• _Task directions_
Take every line from the data that has the word "must" in it.
___ Source material
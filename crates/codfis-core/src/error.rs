//! # Error Types — Structured Error Hierarchy
//!
//! Defines the error types used throughout the encoding engine. All errors
//! use `thiserror` for derive-based `Display` and `Error` implementations.
//!
//! ## Design
//!
//! - [`CodfisError`] is what code generation surfaces. A failed build never
//!   yields a partial code.
//! - [`ValidationError`] is raised by newtype constructors.
//! - [`InputError`] belongs to the input-construction boundary
//!   ([`PersonalData::parse`](crate::PersonalData::parse)), before any
//!   encoding runs.

use thiserror::Error;

/// Top-level error type for tax code generation.
#[derive(Error, Debug, Clone, PartialEq, Eq)]
pub enum CodfisError {
    /// The place of birth has no match in the reference dataset.
    #[error("place not found: {place:?}")]
    PlaceNotFound {
        /// The place name as supplied by the caller.
        place: String,
    },

    /// An alphabet lookup received a symbol outside `0-9A-Z`.
    #[error("invalid character {character:?}: expected one of 0-9 or A-Z")]
    InvalidCharacter {
        /// The offending character.
        character: char,
    },

    /// The checksum input was not exactly 15 characters long.
    #[error("checksum body must be 15 characters, got {actual}")]
    InvalidBodyLength {
        /// Number of characters actually supplied.
        actual: usize,
    },

    /// A newtype rejected its input.
    #[error("validation error: {0}")]
    Validation(#[from] ValidationError),
}

/// Error raised when constructing a validated newtype.
#[derive(Error, Debug, Clone, PartialEq, Eq)]
pub enum ValidationError {
    /// Place codes are exactly 4 ASCII uppercase letters or digits.
    #[error("invalid place code {0:?}: expected 4 characters in 0-9A-Z")]
    InvalidPlaceCode(String),
}

/// Error raised while turning raw user input into [`PersonalData`](crate::PersonalData).
#[derive(Error, Debug, Clone, PartialEq, Eq)]
pub enum InputError {
    /// Sex must be `M` or `F` (case-insensitive).
    #[error("invalid sex {0:?}: expected M or F")]
    InvalidSex(String),

    /// Date of birth is not a real `DD/MM/YYYY` date.
    #[error("invalid date of birth {input:?}: {reason}")]
    InvalidDate {
        /// The raw date string.
        input: String,
        /// Parser diagnostic.
        reason: String,
    },

    /// A required field is blank.
    #[error("{0} must not be empty")]
    EmptyField(&'static str),
}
______
• _Output for this task_
    #[error("checksum body must be 15 characters, got {actual}")]
    /// Sex must be `M` or `F` (case-insensitive).
    #[error("{0} must not be empty")]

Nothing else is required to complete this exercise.